Le «parrain» d’Ibadan

Les électeurs nigérians ont voté pour choisir les gouverneurs des 36 Etats ainsi que pour élire les Parlements régionaux. 

		(Photo : Reuters)
Les électeurs nigérians ont voté pour choisir les gouverneurs des 36 Etats ainsi que pour élire les Parlements régionaux.
(Photo : Reuters)
60 millions de Nigérians sont allés élire leurs gouverneurs et leurs Parlements régionaux dans les 36 Etats de la Fédération. Une semaine avant l’élection présidentielle, ce scrutin a valeur de test pour la démocratie au Nigeria. La campagne électorale a été émaillée de violences, la journée de vote également : 21 personnes ont été tuées. De nombreuses irrégularités ont été relevées par la presse nigérianne.  Les gouverneurs ont de larges pouvoirs et surtout, ils bénéficient d’une manne financière considérable redistribuée par l’Etat central. Les 36 fauteuils sont donc âprement disputés. Pour l’emporter, les candidats doivent souvent s’assurer le soutien d’influents protecteurs : les parrains en politique.

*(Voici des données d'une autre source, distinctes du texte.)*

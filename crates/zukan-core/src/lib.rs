//! zukan-core - Core library for Zukan
//!
//! This crate contains the models, collaborator clients (data store,
//! object storage, auth), the carousel controller, and the note
//! synchronization logic shared by all Zukan interfaces.

pub mod auth;
pub mod carousel;
pub mod config;
pub mod data;
pub mod error;
pub mod models;
pub mod storage;
pub mod sync;
pub mod util;

pub use error::{Error, Result};
pub use models::{Note, NoteId};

De notre envoyé spécial à Ibadan

Lamedi Adedibu est le faiseur de roi d’Ibadan. A presque 80 ans, il règne en maître sur la politique de l’Etat de Oyo (sud-ouest du Nigeria). Aucune élection ne peut être remportée sans l’adoubement du «parrain».

Chaque soir, à 18h30, Lamedi Adedibu reçoit chez lui, au pied de la mosquée noire et blanche qu’il a fait construire à l’entrée du complexe. En quelques minutes, la cour s’emplit de dizaines de personnes, des jeunes pour la plupart, arrivés dans des minibus vrombissants, toutes portes ouvertes, pour venir saluer celui que tout le monde appelle «Baba». Le patriarche est assis, un pied posé sur une table. Il contemple les liasses de billets de banque qu’il s’apprête à distribuer à la foule. Derrière lui, un domestique remue un éventail géant. «Le parrain, c’est une personne influente qui en aide d’autres à arriver au pouvoir, par une assistance financière et en assurant sa sécurité», déclare-t-il en assumant sans complexe l’appellation de «godfather (parrain)».

Il y a quelques semaines, des machines d’enregistrement sur le fichier électoral ont été retrouvées au domicile de Lamedi Adedibu. Il a expliqué qu’elles étaient entreposées provisoirement pour être acheminées en zone rurale et il n’a pas été inquiété. Le «parrain», membre influent du Parti démocratique du peuple (PDP, au pouvoir), bénéficie d’une impunité totale. Il n’a aucune fonction officielle et ne s’est jamais présenté à une élection. Mais c’est lui qui tire les ficelles.

Un protecteur exigeant

«Un parrain est souvent plus puissant que le gouverneur», explique David Uchenna, docteur en sciences politiques, en poste à l’Institut français de recherche en Afrique (IFRA, Ibadan). Rashidi Ladoja l’a appris à ses dépens. En 2003, cet ancien dirigeant de Total Nigeria, reconverti dans les affaires, se lance en politique sous la bannière du PDP. C’est Lamedi Adedibu qui finance sa campagne. Une fois élu gouverneur, il se heurte aux exigences de son protecteur. «Sa méthode, c’est le chantage», explique-t-il. «Il réclamait 2 millions de nairas par mois, comme retour sur investissement pour m’avoir soutenu».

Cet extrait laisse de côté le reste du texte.